* Work to complete:
Lines with "evaluation": please show every one of them from the listing below.

* Raw data:

☆ ☆ ☆

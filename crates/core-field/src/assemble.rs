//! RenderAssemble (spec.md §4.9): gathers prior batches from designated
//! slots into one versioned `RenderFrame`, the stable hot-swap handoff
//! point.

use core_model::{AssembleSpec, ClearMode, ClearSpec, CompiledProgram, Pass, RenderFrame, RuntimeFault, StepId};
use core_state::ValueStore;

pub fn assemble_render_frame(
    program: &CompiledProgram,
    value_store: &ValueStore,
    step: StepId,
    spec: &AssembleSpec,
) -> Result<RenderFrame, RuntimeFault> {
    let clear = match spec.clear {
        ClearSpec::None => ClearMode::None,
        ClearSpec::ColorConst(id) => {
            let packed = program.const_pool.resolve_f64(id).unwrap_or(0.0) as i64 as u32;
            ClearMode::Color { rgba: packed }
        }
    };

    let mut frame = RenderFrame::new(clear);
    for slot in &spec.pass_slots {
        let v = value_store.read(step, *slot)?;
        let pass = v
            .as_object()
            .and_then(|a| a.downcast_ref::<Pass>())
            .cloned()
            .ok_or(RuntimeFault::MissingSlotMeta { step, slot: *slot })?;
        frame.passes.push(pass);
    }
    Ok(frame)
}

☆ ☆ ☆

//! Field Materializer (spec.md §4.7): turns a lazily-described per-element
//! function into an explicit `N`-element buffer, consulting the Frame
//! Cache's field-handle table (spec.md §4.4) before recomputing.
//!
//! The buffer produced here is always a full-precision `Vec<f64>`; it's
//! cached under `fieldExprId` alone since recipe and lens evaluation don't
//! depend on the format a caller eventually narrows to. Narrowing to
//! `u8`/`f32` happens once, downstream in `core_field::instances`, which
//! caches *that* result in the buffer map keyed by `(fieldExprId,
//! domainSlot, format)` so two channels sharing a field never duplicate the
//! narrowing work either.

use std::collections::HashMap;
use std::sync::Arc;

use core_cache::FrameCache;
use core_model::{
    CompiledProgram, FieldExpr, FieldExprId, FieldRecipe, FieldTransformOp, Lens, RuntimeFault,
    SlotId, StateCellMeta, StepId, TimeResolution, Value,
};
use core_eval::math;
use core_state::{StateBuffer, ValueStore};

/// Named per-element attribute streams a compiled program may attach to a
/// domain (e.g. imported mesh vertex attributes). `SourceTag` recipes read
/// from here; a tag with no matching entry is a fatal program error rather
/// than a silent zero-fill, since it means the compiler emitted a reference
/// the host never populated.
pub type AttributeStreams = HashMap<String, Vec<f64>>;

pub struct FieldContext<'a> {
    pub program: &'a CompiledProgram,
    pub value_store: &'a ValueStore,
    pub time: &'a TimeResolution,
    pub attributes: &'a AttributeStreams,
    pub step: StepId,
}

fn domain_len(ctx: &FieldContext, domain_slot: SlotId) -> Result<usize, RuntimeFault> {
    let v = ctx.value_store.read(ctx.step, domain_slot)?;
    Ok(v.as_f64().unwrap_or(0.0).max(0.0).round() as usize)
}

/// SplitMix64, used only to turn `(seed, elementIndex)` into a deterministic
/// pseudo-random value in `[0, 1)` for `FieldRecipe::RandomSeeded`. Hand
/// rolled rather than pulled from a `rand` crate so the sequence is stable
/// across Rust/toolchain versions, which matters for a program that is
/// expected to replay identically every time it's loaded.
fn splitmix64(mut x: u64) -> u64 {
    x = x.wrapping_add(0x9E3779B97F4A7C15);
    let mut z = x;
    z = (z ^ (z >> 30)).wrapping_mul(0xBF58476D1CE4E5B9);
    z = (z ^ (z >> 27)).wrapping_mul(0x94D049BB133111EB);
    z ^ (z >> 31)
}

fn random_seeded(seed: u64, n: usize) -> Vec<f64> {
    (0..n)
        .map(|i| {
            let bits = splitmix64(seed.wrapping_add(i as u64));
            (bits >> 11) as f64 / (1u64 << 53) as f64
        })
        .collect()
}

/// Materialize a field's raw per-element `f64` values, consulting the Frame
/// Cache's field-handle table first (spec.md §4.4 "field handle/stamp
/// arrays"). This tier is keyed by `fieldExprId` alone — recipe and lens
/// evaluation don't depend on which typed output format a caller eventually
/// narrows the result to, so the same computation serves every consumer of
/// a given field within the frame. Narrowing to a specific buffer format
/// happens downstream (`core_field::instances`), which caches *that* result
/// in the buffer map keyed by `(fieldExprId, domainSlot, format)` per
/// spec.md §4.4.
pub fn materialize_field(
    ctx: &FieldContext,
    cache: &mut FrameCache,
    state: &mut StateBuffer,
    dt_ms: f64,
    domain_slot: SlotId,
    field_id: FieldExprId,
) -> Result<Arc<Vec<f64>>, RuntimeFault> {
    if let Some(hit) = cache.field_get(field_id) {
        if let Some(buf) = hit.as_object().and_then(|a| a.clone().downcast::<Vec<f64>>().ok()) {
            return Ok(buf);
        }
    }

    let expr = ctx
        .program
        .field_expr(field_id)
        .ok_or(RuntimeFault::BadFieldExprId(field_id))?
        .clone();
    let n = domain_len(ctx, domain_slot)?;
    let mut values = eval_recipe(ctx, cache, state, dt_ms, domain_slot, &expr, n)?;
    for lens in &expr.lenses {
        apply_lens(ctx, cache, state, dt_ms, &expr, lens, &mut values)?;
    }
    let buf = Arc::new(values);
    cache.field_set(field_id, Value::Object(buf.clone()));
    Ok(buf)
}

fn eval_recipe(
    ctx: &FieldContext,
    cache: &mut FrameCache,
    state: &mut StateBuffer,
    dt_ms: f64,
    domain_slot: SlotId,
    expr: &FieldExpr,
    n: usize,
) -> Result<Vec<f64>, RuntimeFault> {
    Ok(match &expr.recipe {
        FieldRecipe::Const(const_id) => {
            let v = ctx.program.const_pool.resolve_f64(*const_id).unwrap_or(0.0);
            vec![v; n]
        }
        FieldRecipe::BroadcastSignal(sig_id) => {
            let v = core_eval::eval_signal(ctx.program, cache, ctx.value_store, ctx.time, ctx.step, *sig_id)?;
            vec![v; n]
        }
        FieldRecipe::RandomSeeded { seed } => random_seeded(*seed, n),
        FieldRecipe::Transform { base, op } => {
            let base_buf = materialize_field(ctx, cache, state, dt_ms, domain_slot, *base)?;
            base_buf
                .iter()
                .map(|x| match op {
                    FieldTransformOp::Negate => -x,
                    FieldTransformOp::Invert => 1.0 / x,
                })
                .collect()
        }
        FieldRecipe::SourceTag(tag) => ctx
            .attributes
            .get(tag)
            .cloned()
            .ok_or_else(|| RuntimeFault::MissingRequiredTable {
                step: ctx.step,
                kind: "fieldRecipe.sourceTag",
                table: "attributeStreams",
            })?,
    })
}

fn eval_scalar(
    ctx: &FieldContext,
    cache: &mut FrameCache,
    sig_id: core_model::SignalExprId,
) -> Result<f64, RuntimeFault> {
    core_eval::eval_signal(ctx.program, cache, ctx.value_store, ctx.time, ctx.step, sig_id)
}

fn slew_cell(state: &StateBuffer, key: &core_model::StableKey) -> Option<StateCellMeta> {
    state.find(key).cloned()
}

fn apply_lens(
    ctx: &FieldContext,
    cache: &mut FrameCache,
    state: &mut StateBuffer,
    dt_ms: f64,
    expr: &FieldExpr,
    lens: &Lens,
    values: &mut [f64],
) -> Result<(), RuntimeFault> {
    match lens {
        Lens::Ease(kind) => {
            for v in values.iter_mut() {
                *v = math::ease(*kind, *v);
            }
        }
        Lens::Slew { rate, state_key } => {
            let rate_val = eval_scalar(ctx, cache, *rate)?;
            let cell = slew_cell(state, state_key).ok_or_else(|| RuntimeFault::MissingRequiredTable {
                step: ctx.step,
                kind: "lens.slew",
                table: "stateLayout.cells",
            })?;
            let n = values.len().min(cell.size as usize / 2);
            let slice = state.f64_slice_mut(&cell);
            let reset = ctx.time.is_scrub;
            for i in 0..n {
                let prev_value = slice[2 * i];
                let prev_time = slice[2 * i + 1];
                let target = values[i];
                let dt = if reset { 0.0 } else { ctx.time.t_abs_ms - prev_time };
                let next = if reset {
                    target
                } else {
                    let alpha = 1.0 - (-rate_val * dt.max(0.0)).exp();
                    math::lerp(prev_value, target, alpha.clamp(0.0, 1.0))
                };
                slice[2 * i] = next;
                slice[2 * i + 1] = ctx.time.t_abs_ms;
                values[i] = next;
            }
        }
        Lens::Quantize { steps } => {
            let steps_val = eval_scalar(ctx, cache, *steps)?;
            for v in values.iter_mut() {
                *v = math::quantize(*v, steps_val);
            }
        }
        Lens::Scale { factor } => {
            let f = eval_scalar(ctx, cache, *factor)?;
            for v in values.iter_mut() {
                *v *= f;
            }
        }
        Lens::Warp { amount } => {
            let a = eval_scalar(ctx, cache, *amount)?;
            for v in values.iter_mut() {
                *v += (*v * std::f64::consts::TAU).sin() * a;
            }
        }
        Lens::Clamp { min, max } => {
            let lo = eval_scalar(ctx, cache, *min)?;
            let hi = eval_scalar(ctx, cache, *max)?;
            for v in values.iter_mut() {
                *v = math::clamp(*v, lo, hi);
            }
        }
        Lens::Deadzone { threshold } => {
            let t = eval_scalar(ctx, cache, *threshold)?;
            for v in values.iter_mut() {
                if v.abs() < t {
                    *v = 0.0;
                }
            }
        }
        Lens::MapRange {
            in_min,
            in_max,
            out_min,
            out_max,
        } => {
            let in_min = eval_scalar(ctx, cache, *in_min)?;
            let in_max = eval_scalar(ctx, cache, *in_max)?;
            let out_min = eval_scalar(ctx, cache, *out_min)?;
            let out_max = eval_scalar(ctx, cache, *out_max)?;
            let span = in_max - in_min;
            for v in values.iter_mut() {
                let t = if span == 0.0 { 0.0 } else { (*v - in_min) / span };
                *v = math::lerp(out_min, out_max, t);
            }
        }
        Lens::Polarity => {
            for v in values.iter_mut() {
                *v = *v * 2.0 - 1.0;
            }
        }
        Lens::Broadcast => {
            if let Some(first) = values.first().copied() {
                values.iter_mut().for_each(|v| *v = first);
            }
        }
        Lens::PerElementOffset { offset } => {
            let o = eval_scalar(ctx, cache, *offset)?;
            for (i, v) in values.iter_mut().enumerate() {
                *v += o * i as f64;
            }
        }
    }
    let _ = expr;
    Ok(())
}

☆ ☆ ☆

* Exercise answer:
//! cached under `fieldExprId` alone since recipe and lens evaluation don't
/// evaluation don't depend on which typed output format a caller eventually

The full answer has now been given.